The message of a good education is one of the many causes White embraces through his numerous community outlets including as chairman of the Weed and Seed Steering Committee since its founding in 2005; as chairman of the West Augustine Steering Committee of the Community Redevelopment Agency; and as a life member of American Legion Post No. 194.

With the latter, White is proud of the Kids Safe Zone program — an after-school tutoring program, which, since its inception, has produced some fine young people who have continued their education at the college level and gone on to excel in life. “Early childhood education is the key to success,” White emphasized.

With both the Weed and Seed and the CRA, the ultimate goal is improvement for all, White continued. Concept of the Weed and Seed, a program brought to the community by former U.S. Rep. John L. Mica, is to weed out the criminal environment and feed the economic development. When federal funding for the program was stopped, White said, St. Johns County Sheriff David Shoar saw the importance of the program and continued the funding. “A lot of communities didn’t,” White points out, but Shoar realized how important it was.


Goals of the CRA are similar, White said. There are six components to improve the quality of life in West Augustine, ranging from infrastructure and policing to cultural, economic development and affordable housing and the elimination of blight.

Among accomplishments of the CRA have been the opening of a Dollar General Store on West King Street, establishment of the Solomon Calhoun Center, city water for more than 90 percent of the residents, and the demolishing of hundreds of old homes that were in disrepair.

White is a “man of integrity, a man of compassion, a man of caring. He gives more than he receives. He’s phenomenal,” said Dwala Willis, Weed and Seed site coordinator.

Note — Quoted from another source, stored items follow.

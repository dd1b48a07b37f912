//! Demo catalog generation for development and seeding.
//!
//! Pure functions with no side effects; usable from unit tests, the server's
//! demo mode and anything else that needs a believable catalog.

use chrono::{Duration, NaiveDate};

use crate::catalog::{Assignment, Catalog, Course, CourseRecord, Discussion, Priority, Quiz};

const DEMO_COURSES: [(&str, &str, &str, &str); 4] = [
    ("C1", "Introduction to Programming", "CS-101", "Dr. Hopper"),
    ("C2", "Linear Algebra", "MATH-210", "Prof. Noether"),
    ("C3", "Technical Writing", "ENG-205", "Dr. Strunk"),
    ("C4", "Data Structures", "CS-201", "Prof. Knuth"),
];

const PRIORITIES: [Priority; 3] = [Priority::Low, Priority::Medium, Priority::High];

/// Generates a demo catalog spanning `weeks` weeks centered on `center_date`.
///
/// Every course gets one assignment and one discussion per week and a quiz
/// every other week. Ids are deterministic (`C1-A3`, `C2-Q1`, ...).
///
/// # Example
///
/// ```
/// use chrono::NaiveDate;
/// use syllabus_core::calendar::generate_seed_catalog;
///
/// let center = NaiveDate::from_ymd_opt(2025, 6, 15).unwrap();
/// let catalog = generate_seed_catalog(center, 4);
///
/// assert_eq!(catalog.courses.len(), 4);
/// assert_eq!(catalog.courses[0].assignments.len(), 4);
/// ```
pub fn generate_seed_catalog(center_date: NaiveDate, weeks: u32) -> Catalog {
    let first_week = center_date - Duration::weeks(i64::from(weeks / 2));
    let term_end = first_week + Duration::weeks(i64::from(weeks.max(1))) - Duration::days(1);

    let courses = DEMO_COURSES
        .iter()
        .enumerate()
        .map(|(course_idx, (id, name, code, instructor))| {
            let course = Course::new(*id, *name, *code)
                .with_instructor(*instructor)
                .with_term(first_week, term_end);
            let mut record = CourseRecord::new(course);

            for week in 0..weeks {
                let week_start = first_week + Duration::weeks(i64::from(week));
                let number = week + 1;
                let offset = course_idx as i64;

                record.assignments.push(
                    Assignment::new(
                        format!("{id}-A{number}"),
                        *id,
                        format!("Homework {number}"),
                        iso(week_start + Duration::days(offset + 1)),
                    )
                    .with_due_time("23:59")
                    .with_points(100)
                    .with_priority(PRIORITIES[(week as usize + course_idx) % PRIORITIES.len()]),
                );

                record.discussions.push(Discussion::new(
                    format!("{id}-D{number}"),
                    *id,
                    format!("Week {number} discussion"),
                    iso(week_start + Duration::days((offset + 3) % 7)),
                ));

                if week % 2 == 0 {
                    let quiz_number = week / 2 + 1;
                    record.quizzes.push(
                        Quiz::new(
                            format!("{id}-Q{quiz_number}"),
                            *id,
                            format!("Quiz {quiz_number}"),
                            iso(week_start + Duration::days(4)),
                        )
                        .with_times("10:00", "10:45")
                        .with_location(format!("Room {}", 101 + course_idx))
                        .with_points(20)
                        .with_time_limit(45),
                    );
                }
            }

            record
        })
        .collect();

    Catalog::new(courses)
}

fn iso(date: NaiveDate) -> String {
    date.format("%Y-%m-%d").to_string()
}

#[cfg(test)]
mod tests {
    use super::*;
    use crate::calendar::get_events;
    use crate::catalog::{validate_course, validate_coursework, Coursework};

    fn center() -> NaiveDate {
        NaiveDate::from_ymd_opt(2025, 6, 15).unwrap()
    }

    #[test]
    fn test_generate_seed_catalog_counts() {
        let catalog = generate_seed_catalog(center(), 6);

        assert_eq!(catalog.courses.len(), 4);
        for record in &catalog.courses {
            assert_eq!(record.assignments.len(), 6);
            assert_eq!(record.discussions.len(), 6);
            assert_eq!(record.quizzes.len(), 3);
        }
    }

    #[test]
    fn test_generate_seed_catalog_is_valid() {
        let catalog = generate_seed_catalog(center(), 4);

        for record in catalog.courses.clone() {
            assert!(validate_course(&record.course).is_ok());
            let (_, items) = record.into_parts();
            for item in &items {
                assert!(validate_coursework(item).is_ok(), "invalid: {item:?}");
            }
        }
    }

    #[test]
    fn test_generate_seed_catalog_projects_every_record() {
        let catalog = generate_seed_catalog(center(), 4);
        let total: usize = catalog.courses.iter().map(|r| r.coursework_count()).sum();

        let events = get_events(NaiveDate::MIN, NaiveDate::MAX, None, &catalog);

        assert_eq!(events.len(), total);
    }

    #[test]
    fn test_generate_seed_catalog_ids_are_deterministic() {
        let a = generate_seed_catalog(center(), 2);
        let b = generate_seed_catalog(center(), 2);
        assert_eq!(a, b);

        let (_, items) = a.courses[1].clone().into_parts();
        assert!(items.iter().any(|item| matches!(item, Coursework::Quiz(q) if q.id == "C2-Q1")));
    }

    #[test]
    fn test_generate_seed_catalog_zero_weeks() {
        let catalog = generate_seed_catalog(center(), 0);

        assert_eq!(catalog.courses.len(), 4);
        assert!(catalog.courses.iter().all(|r| r.coursework_count() == 0));
    }
}
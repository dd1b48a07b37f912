//! Lenient parsing of the date and time strings stored on catalog records.

use chrono::{NaiveDate, NaiveTime};

/// Parses an ISO `YYYY-MM-DD` date, ignoring surrounding whitespace.
pub fn parse_date(s: &str) -> Option<NaiveDate> {
    NaiveDate::parse_from_str(s.trim(), "%Y-%m-%d").ok()
}

/// Parses `HH:MM` or `HH:MM:SS`, ignoring surrounding whitespace.
pub fn parse_time(s: &str) -> Option<NaiveTime> {
    let s = s.trim();
    NaiveTime::parse_from_str(s, "%H:%M")
        .or_else(|_| NaiveTime::parse_from_str(s, "%H:%M:%S"))
        .ok()
}

/// Parses an optional time field.
///
/// `Ok(None)` when the field is absent or blank, `Err(())` when it is present
/// but unreadable.
pub(crate) fn parse_optional_time(s: Option<&str>) -> Result<Option<NaiveTime>, ()> {
    match s.map(str::trim) {
        None | Some("") => Ok(None),
        Some(s) => parse_time(s).map(Some).ok_or(()),
    }
}

#[cfg(test)]
mod tests {
    use super::*;

    #[test]
    fn test_parse_date() {
        assert_eq!(
            parse_date("2025-06-10"),
            NaiveDate::from_ymd_opt(2025, 6, 10)
        );
        assert_eq!(
            parse_date(" 2025-06-10 "),
            NaiveDate::from_ymd_opt(2025, 6, 10)
        );
        assert_eq!(parse_date("2025-02-30"), None);
        assert_eq!(parse_date("06/10/2025"), None);
        assert_eq!(parse_date(""), None);
    }

    #[test]
    fn test_parse_time() {
        assert_eq!(parse_time("09:00"), NaiveTime::from_hms_opt(9, 0, 0));
        assert_eq!(parse_time("23:59:30"), NaiveTime::from_hms_opt(23, 59, 30));
        assert_eq!(parse_time("25:00"), None);
        assert_eq!(parse_time("noon"), None);
    }

    #[test]
    fn test_parse_optional_time() {
        assert_eq!(parse_optional_time(None), Ok(None));
        assert_eq!(parse_optional_time(Some("  ")), Ok(None));
        assert_eq!(
            parse_optional_time(Some("13:15")),
            Ok(NaiveTime::from_hms_opt(13, 15, 0))
        );
        assert_eq!(parse_optional_time(Some("1pm")), Err(()));
    }
}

In fact, once Willis is asked a question about White it’s hard to get another word in. White gives of “his time, his resources and his compassion,” said Willis. “He’s a good leader. He never asks for anything in return. He stands for what’s right, what’s needed and he leads by example.”

Similar words of praise come from Thomas Crawford, who has worked with White on numerous projects including American Legion Post No. 194. “Since he retired from [Florida Power & Light] his whole passion has been the community,” Crawford said of White. “This is what drives him — community service, and he has always fought for the underdog. He’s been working effectively with the county probably since about 2000, and he’s learned to be every effective with the commissioners and county staff.

“He’s literally,” Crawford concludes of White, “obtained tens of millions of dollars for West Augustine.”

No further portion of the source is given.